I wouldn’t recommend using that as-is. MPS doesn’t give deterministic random number generation, which means that seeds become meaningless and you won’t ever be able to reproduce something. You can work around it by generating random numbers on the CPU and then moving them to MPS, but that probably requires a fix in PyTorch.
The MPS support issue for diffusers is here:
https://github.com/huggingface/diffusers/issues/292
…and it links to the relevant PyTorch issue here:
https://github.com/pytorch/pytorch/issues/84288
Not sure about the 6600, but there is a guide for Linux at least:
https://m.youtube.com/watch?v=d_CgaHyA_n4&feature=emb_logo
And this is somehow relevant (possibly), as I kept the link open.
https://github.com/RadeonOpenCompute/ROCm-docker/issues/38
Yeah, but with the CompVis derived repos, it’s pretty easy to go in and change all the calls to PyTorch random number generators.
Having said that, the last comment [0] on the PyTorch issue gave me the idea of monkey patching the random functions.

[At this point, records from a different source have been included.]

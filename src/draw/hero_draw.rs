// src/draw/hero_draw.rs
//
// Title, subtitle and call-to-action drawn over the centre of the grid.
// The overlay is never hit-tested, so hovering over the text still reaches
// the cells underneath.

use nannou::prelude::*;

use crate::config::HeroConfig;

const PADDING: f32 = 32.0;
const SUBTITLE_MAX_W: f32 = 768.0;
const BUTTON_H: f32 = 44.0;

#[derive(Debug, Clone, Copy)]
pub struct HeroLayout {
    pub title: Rect,
    pub subtitle: Rect,
    pub button: Rect,
    pub title_size: u32,
    pub subtitle_size: u32,
}

impl HeroLayout {
    /// Stacks the three blocks vertically around the centre of `bounds`,
    /// scaling type to the window width.
    pub fn new(bounds: Rect) -> Self {
        let (title_size, subtitle_size) = font_sizes(bounds.w());
        let content_w = (bounds.w() - 2.0 * PADDING).max(0.0);

        let title_h = title_size as f32 * 1.1;
        let subtitle_h = subtitle_size as f32 * 4.5;
        let gap = 16.0;
        let total_h = title_h + gap + subtitle_h + gap + BUTTON_H;

        let (cx, cy) = bounds.x_y();
        let top = cy + total_h / 2.0;

        let title_y = top - title_h / 2.0;
        let subtitle_y = top - title_h - gap - subtitle_h / 2.0;
        let button_y = top - title_h - gap - subtitle_h - gap - BUTTON_H / 2.0;

        Self {
            title: Rect::from_x_y_w_h(cx, title_y, content_w, title_h),
            subtitle: Rect::from_x_y_w_h(
                cx,
                subtitle_y,
                content_w.min(SUBTITLE_MAX_W),
                subtitle_h,
            ),
            button: Rect::from_x_y_w_h(cx, button_y, 180.0, BUTTON_H),
            title_size,
            subtitle_size,
        }
    }
}

/// Title and subtitle point sizes for a window `width` points wide.
pub fn font_sizes(width: f32) -> (u32, u32) {
    if width >= 768.0 {
        (128, 20)
    } else if width >= 640.0 {
        (96, 18)
    } else {
        (72, 18)
    }
}

pub fn draw_hero(draw: &Draw, bounds: Rect, hero: &HeroConfig, accent: Rgba, ink: Rgba) {
    if !hero.enabled {
        return;
    }
    let layout = HeroLayout::new(bounds);

    let (x, y) = layout.title.x_y();
    draw.text(&hero.title.to_uppercase())
        .x_y(x, y)
        .w(layout.title.w())
        .font_size(layout.title_size)
        .center_justify()
        .color(WHITE);

    let (x, y) = layout.subtitle.x_y();
    draw.text(&hero.subtitle)
        .x_y(x, y)
        .w(layout.subtitle.w())
        .font_size(layout.subtitle_size)
        .center_justify()
        .color(rgba(0.45, 0.45, 0.45, 1.0));

    if !hero.button_label.is_empty() {
        let (x, y) = layout.button.x_y();
        draw.rect()
            .x_y(x, y)
            .w_h(layout.button.w(), layout.button.h())
            .color(accent);
        draw.text(&hero.button_label.to_uppercase())
            .x_y(x, y)
            .w(layout.button.w())
            .font_size(20)
            .center_justify()
            .color(ink);
    }
}
// src/controllers/hover_controller.rs
//
// nannou reports raw pointer positions; the grid wants per-cell enter and
// leave notifications addressed by cell identifier. HoverTracker remembers
// which cell the pointer is over and emits the transitions.

use nannou::prelude::*;

use crate::models::Cell;
use crate::views::CellLayout;

#[derive(Debug, Clone, PartialEq, Eq)]
pub enum PointerEvent {
    Enter { target: Option<String> },
    Leave { target: Option<String> },
}

impl PointerEvent {
    pub fn enter(index: usize) -> Self {
        PointerEvent::Enter {
            target: Some(Cell::new(index).id()),
        }
    }

    pub fn leave(index: usize) -> Self {
        PointerEvent::Leave {
            target: Some(Cell::new(index).id()),
        }
    }

    pub fn target(&self) -> Option<&str> {
        match self {
            PointerEvent::Enter { target } | PointerEvent::Leave { target } => target.as_deref(),
        }
    }
}

#[derive(Debug, Default)]
pub struct HoverTracker {
    hovered: Option<usize>,
}

impl HoverTracker {
    pub fn new() -> Self {
        Self::default()
    }

    pub fn hovered(&self) -> Option<usize> {
        self.hovered
    }

    /// Leave for the old cell comes before enter for the new one.
    pub fn pointer_moved(&mut self, point: Point2, layout: &CellLayout) -> Vec<PointerEvent> {
        let current = layout.hit_test(point);
        if current == self.hovered {
            return Vec::new();
        }

        let mut events = Vec::with_capacity(2);
        if let Some(previous) = self.hovered {
            events.push(PointerEvent::leave(previous));
        }
        if let Some(next) = current {
            events.push(PointerEvent::enter(next));
        }
        self.hovered = current;
        events
    }

    pub fn pointer_exited(&mut self) -> Vec<PointerEvent> {
        self.hovered
            .take()
            .map(PointerEvent::leave)
            .into_iter()
            .collect()
    }

    /// Forget the hovered cell; its generation has been replaced.
    pub fn reset(&mut self) {
        self.hovered = None;
    }
}
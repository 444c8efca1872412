// src/views/mod.rs

pub mod background;
pub mod grid;
pub mod resize;

pub use background::BackgroundManager;
pub use grid::{CellLayout, GridSizer, HoverGrid};
pub use resize::{ResizeChannel, ResizeSubscription};
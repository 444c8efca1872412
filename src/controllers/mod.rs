pub mod hover_controller;

pub use hover_controller::{HoverTracker, PointerEvent};
// src/main.rs
use nannou::prelude::*;
use std::time::Instant;

use hovergrid::{
    config::Config,
    controllers::{HoverTracker, PointerEvent},
    draw::{draw_cells, draw_debug, draw_hero, DrawStyle},
    logging,
    views::{BackgroundManager, GridSizer, HoverGrid, ResizeChannel},
};

struct Model {
    config: Config,

    // Grid components:
    resize_channel: ResizeChannel,
    sizer: GridSizer,
    grid: HoverGrid,
    tracker: HoverTracker,

    // Style
    background: BackgroundManager,
    border_style: DrawStyle,

    // FPS
    last_update: Instant,
    fps: f32,

    // Debug overlay
    debug_flag: bool,
}

fn main() {
    logging::init();
    nannou::app(model).update(update).exit(exit).run();
}

fn model(app: &App) -> Model {
    // Load config
    let config = match Config::load() {
        Ok(config) => config,
        Err(e) => {
            tracing::warn!("{}; falling back to the default config", e);
            Config::default()
        }
    };

    // Create window
    app.new_window()
        .title(config.window.title.clone())
        .size(config.window.width, config.window.height)
        .view(view)
        .key_pressed(key_pressed)
        .resized(resized)
        .mouse_moved(mouse_moved)
        .mouse_exited(mouse_exited)
        .build()
        .expect("Failed to create window");

    // Mount the sizer on the initial window size
    let mut resize_channel = ResizeChannel::new();
    let mut sizer = GridSizer::new(&config.grid);
    let window_rect = app.window_rect();
    sizer.mount(&mut resize_channel, vec2(window_rect.w(), window_rect.h()));

    let mut grid = HoverGrid::new(&config.grid);
    grid.sync(sizer.dimensions(), sizer.viewport());

    Model {
        background: BackgroundManager::new(&config.style),
        border_style: DrawStyle::from_config(&config.style),
        config,

        resize_channel,
        sizer,
        grid,
        tracker: HoverTracker::new(),

        last_update: Instant::now(),
        fps: 0.0,

        debug_flag: false,
    }
}

fn key_pressed(app: &App, model: &mut Model, key: Key) {
    match key {
        Key::P => {
            model.debug_flag = !model.debug_flag;
        }
        Key::Q => {
            model.sizer.unmount();
            app.quit();
        }
        _ => (),
    }
}

// ******************************* Host events *******************************

fn resized(_app: &App, model: &mut Model, dim: Vec2) {
    model.resize_channel.notify(dim);
    sync_grid(model);
}

fn mouse_moved(app: &App, model: &mut Model, pos: Point2) {
    let events = model.tracker.pointer_moved(pos, model.grid.layout());
    dispatch_pointer(model, &events, app.time);
}

fn mouse_exited(app: &App, model: &mut Model) {
    let events = model.tracker.pointer_exited();
    dispatch_pointer(model, &events, app.time);
}

fn dispatch_pointer(model: &mut Model, events: &[PointerEvent], time: f32) {
    for event in events {
        model.grid.handle_pointer(event, time);
    }
}

fn sync_grid(model: &mut Model) {
    if model
        .grid
        .sync(model.sizer.dimensions(), model.sizer.viewport())
    {
        // the hovered cell belonged to the previous generation
        model.tracker.reset();
    }
}

// ******************************* Frame loop *******************************

fn update(app: &App, model: &mut Model, _update: Update) {
    let now = Instant::now();
    let duration = now - model.last_update;
    model.last_update = now;
    // FPS calculation
    if model.debug_flag {
        model.fps = 1.0 / duration.as_secs_f32().max(f32::EPSILON);
    }

    // Apply a coalesced resize, at most once per frame
    if model.sizer.flush() {
        sync_grid(model);
    }

    model.grid.update(app.time);
}

// Draw the state of Model into the given Frame
fn view(app: &App, model: &Model, frame: Frame) {
    let draw = app.draw();
    let bounds = app.window_rect();

    model.background.draw(&draw);
    draw_cells(&draw, &model.grid, &model.border_style, app.time);
    draw_hero(
        &draw,
        bounds,
        &model.config.hero,
        model.grid.animator().accent(),
        model.background.get_current_color(),
    );

    if model.debug_flag {
        draw_debug(&draw, bounds, &model.grid, model.fps);
    }

    if let Err(e) = draw.to_frame(app, &frame) {
        tracing::error!("failed to render frame: {:?}", e);
    }
}

fn exit(_app: &App, mut model: Model) {
    model.sizer.unmount();
    tracing::info!("exiting");
}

The supplied code assumes you’re always passing in a generator, which is not true in this case, but if you monkey patch the three rand/randn/randn_like functions to do nothing but swap out the device parameter for 'cpu' and then call to('ops') on the return value, it’s enough to get stable seed functionality for the CompVis derived repos without modifying their code, so I’m guessing it will probably work for diffusers as well.
Also, it’s probably a bug in the CompVis code, but even after you fix the random number generator, the very first run in a session uses an incorrect seed. The workaround is to generate an image once to throw away whenever you start a new session.
[0] https://github.com/pytorch/pytorch/issues/84288#issuecomment...
https://github.com/magnusviri/stable-diffusion/commit/d0b168...
Copying this change fixed seeds on M1 for me.